On Tuesday, the government of Kenya announced that it will be buying maize from the current harvest at Sh2,300 per 90kg. The Strategic Food Reserve Trust Fund (SFRTF) has set a target to procure 2.5 million bags from the current harvest and will begin purchasing maize upon the requested Sh5.7 billion find is released from the government. While the price suggested by the government is above the current spot price, the price was quickly rejected by farmers and governors from the North Rift Economic Bloc claiming that production costs have risen compared to previous crop years due to the eight percent VAT imposed on fuel and agricultural chemicals, making it extremely difficult to turn a profit at the proposed pricing levels.

Uganda:

Maize is trading at UGX 550 per kg in the Greater Kampala area as the new crop is still a few weeks away from entering the market. Red kidney beans are trading at UGX 2,000 per kg in Kampala. The current prices are expected to be the peak before the new crop enters the market and prices begin to relax. For information on drying solutions, please contact any member of the PXAfrica team. Soybeans are available in the Kampala area at UGX 2,000 per kg as demand from Kenya and Rwanda remain strong.

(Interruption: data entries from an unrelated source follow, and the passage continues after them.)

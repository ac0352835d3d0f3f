//! UDP multicast transport.
//!
//! Payloads larger than one datagram are split into fragments:
//!
//! ```text
//! { "id": "<random message id>", "i": <index>, "n": <total>, "chunk": "<base64>" }
//! ```
//!
//! The receiver reassembles per (sender address, message id). Memory is
//! bounded by caps on senders tracked, on messages tracked per sender and
//! on fragments per message. A new sender past the first cap evicts the
//! sender with the stalest partial messages; a new message past the second
//! purges that sender's oldest partial message. A
//! datagram that is not a fragment envelope is a legacy unfragmented
//! payload and is passed through as is.

use std::collections::HashMap;
use std::net::{Ipv4Addr, SocketAddr, SocketAddrV4};

use base64::Engine;
use base64::engine::general_purpose::STANDARD;
use bytes::{Bytes, BytesMut};
use rand::Rng;
use serde::{Deserialize, Serialize};
use tokio::net::UdpSocket;
use tracing::{debug, warn};

use crate::config::{LinkConfig, MulticastConfig, TransportConfig};
use crate::error::{HeartbeatError, HeartbeatResult};
use crate::link::{Datagram, Receive, Transmit, TxMode};

/// Raw bytes per fragment. Base64 and the envelope keep the datagram under
/// a 1500-byte MTU.
pub const CHUNK_SIZE: usize = 1000;
/// Senders with partial messages tracked at once.
pub const MAX_ORIGINS: usize = 64;
/// Partial messages tracked per sender before the oldest is purged.
pub const MAX_MESSAGES_PER_SENDER: usize = 10;
/// Largest fragment count accepted for one message.
pub const MAX_FRAGMENTS: usize = 1000;

const RECV_BUFFER: usize = 65536;

#[derive(Debug, Clone, PartialEq, Serialize, Deserialize)]
pub struct Fragment {
    pub id: String,
    pub i: usize,
    pub n: usize,
    pub chunk: String,
}

/// Split `payload` into fragment datagrams sharing one random id.
pub fn fragment(payload: &[u8]) -> HeartbeatResult<Vec<Vec<u8>>> {
    let id = format!("{:016x}", rand::thread_rng().r#gen::<u64>());
    let chunks: Vec<&[u8]> = if payload.is_empty() {
        vec![payload]
    } else {
        payload.chunks(CHUNK_SIZE).collect()
    };
    let n = chunks.len();
    chunks
        .into_iter()
        .enumerate()
        .map(|(i, chunk)| {
            let frag = Fragment {
                id: id.clone(),
                i,
                n,
                chunk: STANDARD.encode(chunk),
            };
            Ok(serde_json::to_vec(&frag)?)
        })
        .collect()
}

struct Partial {
    n: usize,
    chunks: HashMap<usize, Bytes>,
    /// Arrival order of the first fragment.
    seq: u64,
}

/// Bounded fragment reassembly.
#[derive(Default)]
pub struct Reassembler {
    partial: HashMap<String, HashMap<String, Partial>>,
    seq: u64,
}

impl Reassembler {
    pub fn new() -> Self {
        Self::default()
    }

    /// Feed one datagram from `origin`. Returns a payload once complete.
    pub fn push(&mut self, origin: &str, datagram: &[u8]) -> Option<Bytes> {
        let Ok(frag) = serde_json::from_slice::<Fragment>(datagram) else {
            return Some(Bytes::copy_from_slice(datagram));
        };
        if frag.n == 0 || frag.n > MAX_FRAGMENTS || frag.i >= frag.n {
            debug!(%origin, id = %frag.id, i = frag.i, n = frag.n, "invalid fragment dropped");
            return None;
        }
        let chunk = match STANDARD.decode(frag.chunk.as_bytes()) {
            Ok(chunk) => Bytes::from(chunk),
            Err(e) => {
                debug!(%origin, error = %e, "undecodable fragment dropped");
                return None;
            }
        };
        if frag.n == 1 {
            return Some(chunk);
        }

        if !self.partial.contains_key(origin) && self.partial.len() >= MAX_ORIGINS {
            self.evict_stalest_origin();
        }
        let messages = self.partial.entry(origin.to_string()).or_default();
        if !messages.contains_key(&frag.id) && messages.len() >= MAX_MESSAGES_PER_SENDER {
            if let Some(oldest) = messages
                .iter()
                .min_by_key(|(_, p)| p.seq)
                .map(|(id, _)| id.clone())
            {
                messages.remove(&oldest);
                debug!(%origin, id = %oldest, "oldest partial message purged");
            }
        }
        self.seq += 1;
        let seq = self.seq;
        let partial = messages.entry(frag.id.clone()).or_insert_with(|| Partial {
            n: frag.n,
            chunks: HashMap::new(),
            seq,
        });
        if partial.n != frag.n {
            debug!(%origin, id = %frag.id, "fragment count mismatch, message dropped");
            messages.remove(&frag.id);
            return None;
        }
        partial.chunks.insert(frag.i, chunk);
        if partial.chunks.len() < partial.n {
            return None;
        }

        let partial = messages.remove(&frag.id)?;
        if messages.is_empty() {
            self.partial.remove(origin);
        }
        let mut out = BytesMut::new();
        for i in 0..partial.n {
            out.extend_from_slice(partial.chunks.get(&i)?);
        }
        Some(out.freeze())
    }

    /// Drop every partial message of the sender that was heard from least
    /// recently.
    fn evict_stalest_origin(&mut self) {
        let stalest = self
            .partial
            .iter()
            .min_by_key(|(_, messages)| messages.values().map(|p| p.seq).max().unwrap_or(0))
            .map(|(origin, _)| origin.clone());
        if let Some(origin) = stalest {
            self.partial.remove(&origin);
            debug!(%origin, "partial messages of the stalest sender purged");
        }
    }

    /// Senders with partial messages tracked.
    pub fn origins(&self) -> usize {
        self.partial.len()
    }

    /// Partial messages currently tracked for `origin`.
    pub fn pending(&self, origin: &str) -> usize {
        self.partial.get(origin).map_or(0, HashMap::len)
    }
}

fn multicast_config(config: &LinkConfig) -> HeartbeatResult<MulticastConfig> {
    match &config.transport {
        TransportConfig::Multicast(m) => Ok(m.clone()),
        other => Err(HeartbeatError::Config(format!(
            "{}: expected multicast transport, got {}",
            config.name,
            other.kind()
        ))),
    }
}

pub struct MulticastTx {
    socket: UdpSocket,
    group: SocketAddr,
}

impl MulticastTx {
    pub async fn bind(config: &LinkConfig) -> HeartbeatResult<Self> {
        let m = multicast_config(config)?;
        let local = SocketAddrV4::new(m.intf.unwrap_or(Ipv4Addr::UNSPECIFIED), 0);
        let socket = UdpSocket::bind(local).await?;
        socket.set_multicast_ttl_v4(32)?;
        socket.set_multicast_loop_v4(true)?;
        Ok(Self {
            socket,
            group: SocketAddr::V4(SocketAddrV4::new(m.addr, m.port)),
        })
    }
}

impl Transmit for MulticastTx {
    fn mode(&self) -> TxMode {
        TxMode::Broadcast
    }

    async fn transmit(&mut self, _peer: Option<&str>, payload: Bytes) -> HeartbeatResult<()> {
        for datagram in fragment(&payload)? {
            self.socket.send_to(&datagram, self.group).await?;
        }
        Ok(())
    }

    fn reconfigure(&mut self, config: &LinkConfig) -> HeartbeatResult<()> {
        let m = multicast_config(config)?;
        self.group = SocketAddr::V4(SocketAddrV4::new(m.addr, m.port));
        Ok(())
    }
}

pub struct MulticastRx {
    socket: UdpSocket,
    joined: MulticastConfig,
    reassembler: Reassembler,
    buf: Vec<u8>,
}

impl MulticastRx {
    pub async fn bind(config: &LinkConfig) -> HeartbeatResult<Self> {
        let m = multicast_config(config)?;
        let socket = UdpSocket::bind(SocketAddrV4::new(Ipv4Addr::UNSPECIFIED, m.port)).await?;
        socket.join_multicast_v4(m.addr, m.intf.unwrap_or(Ipv4Addr::UNSPECIFIED))?;
        Ok(Self {
            socket,
            joined: m,
            reassembler: Reassembler::new(),
            buf: vec![0u8; RECV_BUFFER],
        })
    }
}

impl Receive for MulticastRx {
    async fn receive(&mut self) -> HeartbeatResult<Vec<Datagram>> {
        let (len, from) = self.socket.recv_from(&mut self.buf).await?;
        let origin = from.to_string();
        Ok(self
            .reassembler
            .push(&origin, &self.buf[..len])
            .map(|payload| Datagram { payload, origin })
            .into_iter()
            .collect())
    }

    fn reconfigure(&mut self, config: &LinkConfig) -> HeartbeatResult<()> {
        let m = multicast_config(config)?;
        if m.port != self.joined.port {
            warn!(link = %config.name, "multicast port change needs a link restart");
        }
        if m.addr != self.joined.addr || m.intf != self.joined.intf {
            let intf = self.joined.intf.unwrap_or(Ipv4Addr::UNSPECIFIED);
            self.socket.leave_multicast_v4(self.joined.addr, intf)?;
            self.socket
                .join_multicast_v4(m.addr, m.intf.unwrap_or(Ipv4Addr::UNSPECIFIED))?;
            self.joined.addr = m.addr;
            self.joined.intf = m.intf;
        }
        Ok(())
    }
}

#[cfg(test)]
mod tests {
    use super::*;

    fn payload(len: usize) -> Vec<u8> {
        (0..len).map(|i| (i % 251) as u8).collect()
    }

    #[test]
    fn fragments_fit_a_datagram() {
        let frags = fragment(&payload(4 * CHUNK_SIZE)).unwrap();
        assert_eq!(frags.len(), 4);
        assert!(frags.iter().all(|f| f.len() < 1472));
    }

    #[test]
    fn reassembles_out_of_order() {
        let data = payload(2500);
        let mut frags = fragment(&data).unwrap();
        frags.reverse();
        let mut r = Reassembler::new();
        assert!(r.push("10.0.0.2:1", &frags[0]).is_none());
        assert!(r.push("10.0.0.2:1", &frags[1]).is_none());
        assert_eq!(r.push("10.0.0.2:1", &frags[2]).unwrap(), data);
        assert_eq!(r.pending("10.0.0.2:1"), 0);
    }

    #[test]
    fn legacy_payload_passes_through() {
        let mut r = Reassembler::new();
        assert_eq!(r.push("a", b"not json").unwrap(), Bytes::from_static(b"not json"));
    }

    #[test]
    fn senders_are_reassembled_apart() {
        let data = payload(1500);
        let frags = fragment(&data).unwrap();
        let mut r = Reassembler::new();
        assert!(r.push("a", &frags[0]).is_none());
        assert!(r.push("b", &frags[1]).is_none());
        assert_eq!(r.pending("a"), 1);
        assert_eq!(r.pending("b"), 1);
    }

    #[test]
    fn oldest_partial_is_purged_at_cap() {
        let mut r = Reassembler::new();
        let mut first = None;
        for k in 0..=MAX_MESSAGES_PER_SENDER {
            let frags = fragment(&payload(1500)).unwrap();
            if k == 0 {
                first = Some(frags.clone());
            }
            r.push("a", &frags[0]);
        }
        assert_eq!(r.pending("a"), MAX_MESSAGES_PER_SENDER);
        // The first message was purged, so its last fragment completes nothing.
        let first = first.unwrap();
        assert!(r.push("a", &first[1]).is_none());
    }

    #[test]
    fn stalest_sender_is_evicted_at_origin_cap() {
        let mut r = Reassembler::new();
        let kept = fragment(&payload(1500)).unwrap();
        r.push("10.0.0.1:1", &fragment(&payload(1500)).unwrap()[0]);
        for k in 2..=MAX_ORIGINS {
            r.push(&format!("10.0.0.{k}:1"), &fragment(&payload(1500)).unwrap()[0]);
        }
        r.push("10.0.0.2:1", &kept[0]);
        assert_eq!(r.origins(), MAX_ORIGINS);

        r.push("192.0.2.1:1", &fragment(&payload(1500)).unwrap()[0]);
        assert_eq!(r.origins(), MAX_ORIGINS);
        assert_eq!(r.pending("10.0.0.1:1"), 0);
        assert_eq!(r.pending("192.0.2.1:1"), 1);
        assert_eq!(r.push("10.0.0.2:1", &kept[1]).map(|b| b.len()), Some(1500));
    }

    #[test]
    fn oversized_fragment_count_is_rejected() {
        let frag = Fragment {
            id: "x".into(),
            i: 0,
            n: MAX_FRAGMENTS + 1,
            chunk: STANDARD.encode(b"a"),
        };
        let mut r = Reassembler::new();
        assert!(r.push("a", &serde_json::to_vec(&frag).unwrap()).is_none());
        assert_eq!(r.pending("a"), 0);
    }
}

On October 29th, the Ugandan government has approved the African Continental Free Trade Act (AfCFTA) joining Rwanda, Kenya, Niger, Ghana, Chad and Swaziland who have already approved the Act. According to Paul Kagame, president of Rwanda, the goal of the AfCFTA is to promote economic, social and cultural development through eliminating both tariff and non-tariff barriers and turn the continent into a single market. For the Act to become functional, a minimum of twenty-two countries must approve the legislation within their own countries. South Africa is currently going under the ratification process, and an additional thirty-seven countries signed the original agreement at the March 2018 African Union meeting in Kigale, Rwanda.

East Africa Trade Update:

Kenya has become a net importer of goods in comparison to Uganda for the 2017/18 financial year, realizing its first trade deficit with Uganda in the history of recording the statistic. According to a report released by the Central Bank of Kenya, the trade balance has steadily narrowed on a yearly basis starting with the 2011/12 financial year, however Ugandan maize exports to Kenya in the 2017/18 financial year likely tipped the scale. An apparent export opportunity arose as farmers in Uganda realized low prices in local markets, and harvests in Kenya were diminished due to poor weather, which lead to Uganda covering nearly seventy percent of Kenya’s maize imports for the year, just shy of 300,000 metric tons.

Beyond maize, Ugandan commodity exports are up approximately ten percent compared to last year as many products such as coffee, tea, tobacco, fish, base metals, beans and crude oil volumes have increased. The largest single exported product remains coffee, valued at $492 million US dollars, however large gains were realized with beans and maize seeing year over year increases of 89.8 percent and 29.8 percent respectively.